Quanto à taxa de juros usada na operação envolvendo Cuba e Odebrecht, a diretora ressaltou que não se pode compará-la com as praticadas no Brasil. "A referência é em dólar, e não em real", esclareceu.
Recursos do FAT
Os deputados também questionaram o uso de recursos do Fundo de Amparo ao Trabalhador (FAT) no financiamento do porto cubano. A diretora de Comércio Exterior explicou que a legislação permite a utilização do chamado FAT cambial no apoio às exportações brasileiras, reconhecendo os aspectos positivos que essas aplicações têm para a demanda das empresas nacionais e na consequente geração de emprego.
Ao negar o viés ideológico dos financiamentos do banco, sobretudo no apoio às empresas brasileiras exportadoras, Luciene Machado afirmou que há um conjunto amplo de países beneficiados. "São 45 países para os quais nossas empresas estão habilitadas a oferecer serviços. Não há conteúdo ideológico", afirmou.
Apesar das explicações, parlamentares de oposição não ficaram satisfeitos. O deputado Betinho Gomes (PSDB-PE) foi um dos que defenderam novas convocações, inclusive de Lula. "Essa CPI precisa ter a clareza de que é urgente e necessário fazer as convocações do senhor Alexandrino Alencar, que é tido como lobista da empreiteira [Odebrecht], e do ex-presidente da República; e quebrar os sigilos bancário e fiscal dessas duas figuras", afirmou.
Documentação
O relator da CPI, deputado José Rocha (PR-BA), concordou que o financiamento do BNDES ao porto cubano ainda precisa de melhor esclarecimento, mas ele disse que prefere tirar as dúvidas por meio da análise de documentos enviados pelo banco.
"Eu não acredito que haja interferência política no financiamento do porto em Cuba. O que precisamos saber é como esses contratos foram aprovados dentro do banco", disse Rocha.
"Temos que, primeiro, analisar todos os documentos e ver se realmente procede essa convocação ou não. Só uma reportagem de um veículo importante do País não quer dizer que isso possa consumar uma convocação.
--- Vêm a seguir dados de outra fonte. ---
//! Entity handles
//!
//! Entities are owned by the scene database. The graph only stores
//! [`EntityId`] handles and compares them by value.

use serde::{Deserialize, Serialize};
use std::fmt;

/// Stable handle of one entity inside a scene database arena
#[derive(Debug, Clone, Copy, PartialEq, Eq, Hash, PartialOrd, Ord, Serialize, Deserialize)]
#[serde(transparent)]
pub struct EntityId(pub u32);

impl EntityId {
    #[inline]
    pub fn index(&self) -> usize {
        self.0 as usize
    }
}

impl fmt::Display for EntityId {
    fn fmt(&self, f: &mut fmt::Formatter<'_>) -> fmt::Result {
        write!(f, "#{}", self.0)
    }
}

/// Entity kind
#[derive(Debug, Clone, Copy, PartialEq, Eq, Hash, Serialize, Deserialize)]
#[serde(rename_all = "snake_case")]
pub enum IdType {
    Scene,
    Object,
    NodeTree,
    Camera,
    Light,
    Material,
    World,
    Collection,
    Action,
    Sound,
    Speaker,
    Mesh,
    Curve,
    Image,
    Texture,
    Mask,
    MovieClip,
    CacheFile,
    VFont,
    Text,
    Library,
    Brush,
    Palette,
}

impl IdType {
    /// Two-letter code used in debug output
    pub fn code(&self) -> &'static str {
        match self {
            Self::Scene => "SC",
            Self::Object => "OB",
            Self::NodeTree => "NT",
            Self::Camera => "CA",
            Self::Light => "LA",
            Self::Material => "MA",
            Self::World => "WO",
            Self::Collection => "GR",
            Self::Action => "AC",
            Self::Sound => "SO",
            Self::Speaker => "SK",
            Self::Mesh => "ME",
            Self::Curve => "CU",
            Self::Image => "IM",
            Self::Texture => "TE",
            Self::Mask => "MS",
            Self::MovieClip => "MC",
            Self::CacheFile => "CF",
            Self::VFont => "VF",
            Self::Text => "TX",
            Self::Library => "LI",
            Self::Brush => "BR",
            Self::Palette => "PL",
        }
    }

    /// Whether evaluation works on a private copy of this entity
    pub fn needs_copy_on_write(&self) -> bool {
        !matches!(
            self,
            Self::Library | Self::VFont | Self::Brush | Self::Palette | Self::Text | Self::Image
        )
    }

    /// Mesh-like datablocks carrying geometry for an object
    pub fn is_geometry(&self) -> bool {
        matches!(self, Self::Mesh | Self::Curve)
    }
}

impl fmt::Display for IdType {
    fn fmt(&self, f: &mut fmt::Formatter<'_>) -> fmt::Result {
        f.write_str(self.code())
    }
}
//! Guarded allocator: a concurrent ledger of tagged blocks
//!
//! Keeps running totals with atomics and the per-block record in a `DashMap`,
//! so independent graph builds on different threads can share one instance.

use dashmap::DashMap;
use std::collections::BTreeMap;
use std::sync::atomic::{AtomicBool, AtomicU64, AtomicUsize, Ordering};
use tracing::{debug, error, warn};

use crate::domain::{BlockHandle, LeakEntry, LeakReport, MemoryTagService};
use crate::error::{AllocError, Result};

#[derive(Debug, Clone, Copy)]
struct BlockInfo {
    size: usize,
    name: &'static str,
}

/// Tracked allocator with optional byte budget and fail-on-leak mode
#[derive(Debug)]
pub struct GuardedAllocator {
    blocks: DashMap<u64, BlockInfo>,
    next_handle: AtomicU64,
    in_use: AtomicUsize,
    peak: AtomicUsize,
    limit: Option<usize>,
    fail_on_leak: AtomicBool,
}

impl GuardedAllocator {
    /// Unlimited ledger
    pub fn new() -> Self {
        Self {
            blocks: DashMap::new(),
            next_handle: AtomicU64::new(1),
            in_use: AtomicUsize::new(0),
            peak: AtomicUsize::new(0),
            limit: None,
            fail_on_leak: AtomicBool::new(false),
        }
    }

    /// Ledger that refuses to grow past `limit` bytes
    pub fn with_limit(limit: usize) -> Self {
        let mut alloc = Self::new();
        alloc.limit = Some(limit);
        alloc
    }

    /// Make [`finish`](Self::finish) fail when blocks remain
    pub fn fail_on_leak(self, enabled: bool) -> Self {
        self.fail_on_leak.store(enabled, Ordering::Relaxed);
        self
    }

    pub fn set_fail_on_leak(&self, enabled: bool) {
        self.fail_on_leak.store(enabled, Ordering::Relaxed);
    }

    pub fn limit(&self) -> Option<usize> {
        self.limit
    }

    /// Bytes currently allocated
    pub fn in_use(&self) -> usize {
        self.in_use.load(Ordering::Acquire)
    }

    /// Highest `in_use` value observed since creation or the last reset
    pub fn peak(&self) -> usize {
        self.peak.load(Ordering::Acquire)
    }

    pub fn reset_peak(&self) {
        self.peak.store(self.in_use(), Ordering::Release);
    }

    /// Number of live blocks
    pub fn block_count(&self) -> usize {
        self.blocks.len()
    }

    /// Group every live block by name
    pub fn leak_report(&self) -> LeakReport {
        let mut grouped: BTreeMap<&'static str, (usize, usize)> = BTreeMap::new();
        for entry in self.blocks.iter() {
            let slot = grouped.entry(entry.value().name).or_insert((0, 0));
            slot.0 += 1;
            slot.1 += entry.value().size;
        }

        LeakReport {
            entries: grouped
                .into_iter()
                .map(|(name, (blocks, bytes))| LeakEntry {
                    name,
                    blocks,
                    bytes,
                })
                .collect(),
        }
    }

    /// End-of-run check
    ///
    /// Returns the leak report; in fail-on-leak mode a non-empty report turns
    /// into [`AllocError::Leaked`].
    pub fn finish(&self) -> Result<LeakReport> {
        let report = self.leak_report();
        if report.is_empty() {
            return Ok(report);
        }

        warn!(
            blocks = report.total_blocks(),
            bytes = report.total_bytes(),
            "unfreed tagged blocks:\n{}",
            report
        );
        if self.fail_on_leak.load(Ordering::Relaxed) {
            return Err(AllocError::Leaked {
                blocks: report.total_blocks(),
                bytes: report.total_bytes(),
            });
        }
        Ok(report)
    }

    fn reserve(&self, size: usize) -> Result<usize> {
        let limit = self.limit;
        self.in_use
            .fetch_update(Ordering::AcqRel, Ordering::Acquire, |current| {
                let next = current.checked_add(size)?;
                match limit {
                    Some(max) if next > max => None,
                    _ => Some(next),
                }
            })
            .map(|previous| previous + size)
            .map_err(|current| AllocError::OutOfMemory {
                requested: size,
                in_use: current,
                limit: limit.unwrap_or(usize::MAX),
            })
    }
}

impl Default for GuardedAllocator {
    fn default() -> Self {
        Self::new()
    }
}

impl MemoryTagService for GuardedAllocator {
    fn allocate_tagged(&self, size: usize, name: &'static str) -> Result<BlockHandle> {
        let now_in_use = match self.reserve(size) {
            Ok(total) => total,
            Err(err) => {
                error!(size, name, "{}", err);
                return Err(err);
            }
        };
        self.peak.fetch_max(now_in_use, Ordering::AcqRel);

        let raw = self.next_handle.fetch_add(1, Ordering::Relaxed);
        self.blocks.insert(raw, BlockInfo { size, name });
        Ok(BlockHandle::new(raw))
    }

    fn free(&self, handle: BlockHandle) {
        match self.blocks.remove(&handle.raw()) {
            Some((_, info)) => {
                self.in_use.fetch_sub(info.size, Ordering::AcqRel);
            }
            None => {
                error!(handle = handle.raw(), "free of unknown or already freed block");
            }
        }
    }
}

impl Drop for GuardedAllocator {
    fn drop(&mut self) {
        if self.blocks.is_empty() {
            return;
        }
        let report = self.leak_report();
        error!(
            blocks = report.total_blocks(),
            bytes = report.total_bytes(),
            "allocator dropped with live blocks:\n{}",
            report
        );
        debug!("peak memory: {} bytes", self.peak());
    }
}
Nós temos que ter dados concretos que embasem isso", afirmou.
Avaliação de risco
O vice-presidente do BNDES, Wagner Bittencourt, também depôs na CPI na condição de convocado. Ele fez questão de ressaltar o que chamou de "eficiência" dos mecanismos de avaliação de risco que têm ajudado a instituição a registrar um histórico de lucro e baixo índice de inadimplência. Bittencourt afirmou que o BNDES trata os projetos de financiamento de forma "republicana e democrática".
Durante a audiência pública, o vice-presidente e a diretora do BNDES também foram questionados sobre empréstimos a empresas do grupo Eike Batista e sobre a participação de 24% do banco no capital da JBS-Friboi, maior doador privado das eleições gerais de 2014, com R$ 368 milhões distribuídos a diversos candidatos.
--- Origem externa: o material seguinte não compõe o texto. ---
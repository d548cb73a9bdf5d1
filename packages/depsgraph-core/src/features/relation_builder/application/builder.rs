//! Relation builder core: endpoint lookup, per-entity dispatch and the
//! rules every ID shares
//!
//! Only obtainable from a finished [`NodeBuilder`](crate::features::node_builder::NodeBuilder),
//! and never creates nodes: an endpoint that does not exist means the node
//! builder skipped it, so the relation is logged and dropped.

use tracing::{debug, trace, warn};

use crate::errors::Result;
use crate::features::builder_map::{BuildTags, BuilderMap};
use crate::features::node_builder::BuildStats;
use crate::features::node_registry::{
    ComponentId, Graph, OperationId, OperationKey, RelationFlags, RelationSource,
};
use crate::features::scene_db::SceneDatabase;
use crate::shared::models::{EntityId, IdType, NodeType, OpCode};

/// Components fed by the parameters exit of the same ID
const PARAMETER_CONSUMERS: &[NodeType] = &[
    NodeType::Transform,
    NodeType::Geometry,
    NodeType::Shading,
    NodeType::Audio,
    NodeType::Sequencer,
    NodeType::GenericDatablock,
    NodeType::NTreeOutput,
    NodeType::LayerCollections,
    NodeType::Cache,
];

/// Adds relations between the operations created by the node builder
pub struct RelationBuilder<'a> {
    pub(super) db: &'a dyn SceneDatabase,
    pub(super) graph: &'a mut Graph,
    built_map: BuilderMap,
    node_stats: BuildStats,
    relations_added: usize,
}

impl<'a> RelationBuilder<'a> {
    pub(crate) fn new(db: &'a dyn SceneDatabase, graph: &'a mut Graph, node_stats: BuildStats) -> Self {
        Self {
            db,
            graph,
            built_map: BuilderMap::new(),
            node_stats,
            relations_added: 0,
        }
    }

    pub fn graph(&self) -> &Graph {
        &*self.graph
    }

    /// Counters of the node building pass this builder came from
    pub fn node_stats(&self) -> &BuildStats {
        &self.node_stats
    }

    /// Relations added by this pass, duplicates rejected by
    /// `CHECK_BEFORE_ADD` excluded
    pub fn relations_added(&self) -> usize {
        self.relations_added
    }

    pub fn finish(self) -> BuildStats {
        self.node_stats
    }

    /// Relations of every ID node in the graph, in node creation order
    pub fn build_relations(&mut self) -> Result<()> {
        let ids: Vec<(EntityId, IdType)> = self
            .graph
            .id_nodes()
            .iter()
            .map(|node| (node.entity, node.id_type))
            .collect();
        for (entity, id_type) in ids {
            self.build_id(entity, id_type)?;
        }
        debug!(relations = self.relations_added, "relations built");
        Ok(())
    }

    /// Relations of one entity; the builder map makes repeated calls free
    pub fn build_id(&mut self, entity: EntityId, id_type: IdType) -> Result<()> {
        if self.built_map.check_is_built_and_tag(entity, BuildTags::COMPLETE) {
            return Ok(());
        }
        self.build_component_chains(entity)?;
        self.build_copy_on_write_relations(entity)?;
        self.build_animdata(entity)?;
        self.build_parameters(entity)?;

        match id_type {
            IdType::Scene => self.build_scene(entity)?,
            IdType::Object => self.build_object(entity)?,
            IdType::Collection => self.build_collection(entity)?,
            IdType::NodeTree => self.build_nodetree(entity)?,
            IdType::Mesh | IdType::Curve => self.build_geometry_datablock(entity)?,
            IdType::Camera => self.build_camera(entity)?,
            IdType::Material | IdType::World | IdType::Light => self.build_shading(entity)?,
            IdType::Texture => self.build_texture(entity)?,
            IdType::Speaker => self.build_speaker(entity)?,
            IdType::Mask => self.build_time_dependent(entity, NodeType::Animation, OpCode::MaskAnimation)?,
            IdType::MovieClip => self.build_time_dependent(entity, NodeType::Parameters, OpCode::MovieClipEval)?,
            IdType::CacheFile => self.build_time_dependent(entity, NodeType::Cache, OpCode::FileCacheUpdate)?,
            IdType::Action
            | IdType::Sound
            | IdType::Image
            | IdType::VFont
            | IdType::Text
            | IdType::Library
            | IdType::Brush
            | IdType::Palette => {}
        }
        Ok(())
    }

    // ============================================================
    // Endpoint lookup
    // ============================================================

    pub(super) fn component(&self, entity: EntityId, node_type: NodeType) -> Option<ComponentId> {
        let id_node = self.graph.find_id_node(entity)?;
        self.graph.find_component(id_node, node_type, "")
    }

    pub(super) fn entry(&self, entity: EntityId, node_type: NodeType) -> Option<OperationId> {
        let component = self.component(entity, node_type)?;
        self.graph.component(component).entry_operation()
    }

    pub(super) fn exit(&self, entity: EntityId, node_type: NodeType) -> Option<OperationId> {
        let component = self.component(entity, node_type)?;
        self.graph.component(component).exit_operation()
    }

    pub(super) fn operation(&self, entity: EntityId, node_type: NodeType, opcode: OpCode) -> Option<OperationId> {
        self.graph
            .find_operation_node(entity, node_type, "", &OperationKey::new(opcode))
    }

    /// The operation other entities depend on when they reference `entity`
    pub(super) fn output(&self, entity: EntityId) -> Option<OperationId> {
        let id_type = self.graph.id_node_for(entity)?.id_type;
        let node_type = match id_type {
            IdType::Object => NodeType::Transform,
            IdType::Material | IdType::World | IdType::Light => NodeType::Shading,
            IdType::Texture | IdType::Image | IdType::VFont => NodeType::GenericDatablock,
            IdType::NodeTree => NodeType::NTreeOutput,
            IdType::Sound | IdType::Speaker => NodeType::Audio,
            IdType::Collection | IdType::Mesh | IdType::Curve => NodeType::Geometry,
            _ => NodeType::Parameters,
        };
        self.exit(entity, node_type)
            .or_else(|| self.exit(entity, NodeType::Parameters))
    }

    // ============================================================
    // Adding relations
    // ============================================================

    /// Relation whose endpoints the node builder guarantees
    pub(super) fn add_relation(
        &mut self,
        from: Option<OperationId>,
        to: Option<OperationId>,
        description: &str,
    ) -> Result<()> {
        self.add_relation_with_flags(from, to, description, RelationFlags::NONE)
    }

    pub(super) fn add_relation_with_flags(
        &mut self,
        from: Option<OperationId>,
        to: Option<OperationId>,
        description: &str,
        flags: RelationFlags,
    ) -> Result<()> {
        match (from, to) {
            (Some(from), Some(to)) => self.link(RelationSource::Operation(from), to, description, flags),
            _ => {
                warn!(
                    relation = description,
                    has_from = from.is_some(),
                    has_to = to.is_some(),
                    "relation endpoint was never built, skipping"
                );
                Ok(())
            }
        }
    }

    /// Relation between optional parts; silently nothing when either side is absent
    pub(super) fn add_relation_if_exists(
        &mut self,
        from: Option<OperationId>,
        to: Option<OperationId>,
        description: &str,
    ) -> Result<()> {
        if let (Some(from), Some(to)) = (from, to) {
            self.link(RelationSource::Operation(from), to, description, RelationFlags::NONE)?;
        }
        Ok(())
    }

    pub(super) fn add_time_relation(&mut self, to: Option<OperationId>, description: &str) -> Result<()> {
        match (self.graph.time_source().is_some(), to) {
            (true, Some(to)) => self.link(RelationSource::TimeSource, to, description, RelationFlags::NONE),
            (has_time, _) => {
                warn!(relation = description, has_time, "time relation endpoint missing, skipping");
                Ok(())
            }
        }
    }

    fn link(&mut self, from: RelationSource, to: OperationId, description: &str, flags: RelationFlags) -> Result<()> {
        if from == RelationSource::Operation(to) {
            trace!(relation = description, operation = %to, "skipping self relation");
            return Ok(());
        }
        let before = self.graph.relations().len();
        self.graph
            .add_relation(from, to, description, flags | RelationFlags::CHECK_BEFORE_ADD)?;
        if self.graph.relations().len() > before {
            self.relations_added += 1;
        }
        Ok(())
    }

    // ============================================================
    // Rules shared by every ID
    // ============================================================

    /// Order inside components with explicit entry and exit
    ///
    /// Transform is a strict chain in creation order; elsewhere every middle
    /// operation sits between entry and exit.
    fn build_component_chains(&mut self, entity: EntityId) -> Result<()> {
        let id_node = match self.graph.find_id_node(entity) {
            Some(id_node) => id_node,
            None => return Ok(()),
        };
        let chains: Vec<(NodeType, OperationId, OperationId, Vec<OperationId>)> = self
            .graph
            .id_node(id_node)
            .components()
            .iter()
            .filter(|c| c.has_explicit_entry() && c.has_explicit_exit())
            .filter_map(|c| {
                let entry = c.entry_operation()?;
                let exit = c.exit_operation()?;
                let middle = c
                    .operations()
                    .iter()
                    .copied()
                    .filter(|op| *op != entry && *op != exit)
                    .collect();
                Some((c.node_type(), entry, exit, middle))
            })
            .collect();

        for (node_type, entry, exit, middle) in chains {
            if node_type == NodeType::Transform {
                let mut previous = entry;
                for op in middle {
                    self.add_relation(Some(previous), Some(op), "Transform chain")?;
                    previous = op;
                }
                self.add_relation(Some(previous), Some(exit), "Transform chain")?;
            } else if middle.is_empty() {
                self.add_relation(Some(entry), Some(exit), "Component entry -> exit")?;
            } else {
                for op in middle {
                    self.add_relation(Some(entry), Some(op), "Component entry")?;
                    self.add_relation(Some(op), Some(exit), "Component exit")?;
                }
            }
        }
        Ok(())
    }

    /// Copy-on-write runs before any other component of the same ID
    fn build_copy_on_write_relations(&mut self, entity: EntityId) -> Result<()> {
        let cow = match self.operation(entity, NodeType::CopyOnWrite, OpCode::CopyOnWrite) {
            Some(cow) => cow,
            None => return Ok(()),
        };
        let id_node = match self.graph.find_id_node(entity) {
            Some(id_node) => id_node,
            None => return Ok(()),
        };
        let targets: Vec<OperationId> = self
            .graph
            .id_node(id_node)
            .components()
            .iter()
            .filter(|c| !matches!(c.node_type(), NodeType::CopyOnWrite | NodeType::Visibility))
            .flat_map(|c| match c.entry_operation() {
                Some(entry) => vec![entry],
                None => c.operations().to_vec(),
            })
            .collect();
        for target in targets {
            self.add_relation(Some(cow), Some(target), "Copy-on-Write Dependency")?;
        }
        Ok(())
    }

    /// Time source, actions and drivers
    fn build_animdata(&mut self, entity: EntityId) -> Result<()> {
        let db = self.db;
        let anim_data = match db.anim_data(entity) {
            Some(anim_data) => anim_data,
            None => return Ok(()),
        };
        let animation_entry = self.entry(entity, NodeType::Animation);
        let animation_exit = self.exit(entity, NodeType::Animation);

        // Entities reached only for their parameters never got an animation component
        if anim_data.has_animation() && animation_entry.is_some() {
            self.add_time_relation(animation_entry, "TimeSrc -> Animation")?;
            let actions = anim_data.action.iter().chain(anim_data.nla_strips.iter());
            for action in actions {
                let action_eval = self.operation(*action, NodeType::Animation, OpCode::AnimationEval);
                self.add_relation_if_exists(action_eval, animation_entry, "Action -> Animation")?;
            }
            let parameters_entry = self.entry(entity, NodeType::Parameters);
            self.add_relation(animation_exit, parameters_entry, "Animation -> Parameters")?;
            if self.graph.id_node_for(entity).map(|n| n.id_type) == Some(IdType::Object) {
                let transform_entry = self.entry(entity, NodeType::Transform);
                self.add_relation(animation_exit, transform_entry, "Animation -> Transform")?;
            }
        }

        for driver in &anim_data.drivers {
            let key = OperationKey::named(OpCode::Driver, driver.rna_path.as_str(), driver.array_index);
            let driver_op = self
                .graph
                .find_operation_node(entity, NodeType::Parameters, "", &key);
            self.add_relation_if_exists(animation_exit, driver_op, "Animation -> Driver")?;
            for variable in &driver.variables {
                for target in &variable.targets {
                    if *target == entity {
                        continue;
                    }
                    let target_output = match self.graph.id_node_for(*target).map(|n| n.id_type) {
                        Some(IdType::Object) => self.exit(*target, NodeType::Transform),
                        Some(_) => self.exit(*target, NodeType::Parameters),
                        None => None,
                    };
                    self.add_relation_if_exists(target_output, driver_op, "Driver Variable -> Driver")?;
                }
            }
        }
        Ok(())
    }

    /// Parameters feed every evaluation component of the same ID
    fn build_parameters(&mut self, entity: EntityId) -> Result<()> {
        let parameters_exit = match self.exit(entity, NodeType::Parameters) {
            Some(exit) => exit,
            None => return Ok(()),
        };
        for node_type in PARAMETER_CONSUMERS {
            if let Some(entry) = self.entry(entity, *node_type) {
                self.add_relation(Some(parameters_exit), Some(entry), "Parameters -> Component")?;
            }
        }
        Ok(())
    }

    /// Leaf IDs whose only evaluation follows the frame
    fn build_time_dependent(&mut self, entity: EntityId, node_type: NodeType, opcode: OpCode) -> Result<()> {
        let op = self.operation(entity, node_type, opcode);
        self.add_time_relation(op, "TimeSrc -> Datablock")
    }
}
Wagner Bittencourt ressaltou que, ao contrário do que muitos pensam, não são as grandes empresas as principais destinatárias dos financiamentos da instituição. "De cerca de 1 milhão de operações que o BNDES faz por ano, 95% destinam-se para micros, pequenas e médias empresas. O banco tem aperfeiçoado os produtos para o setor", afirmou.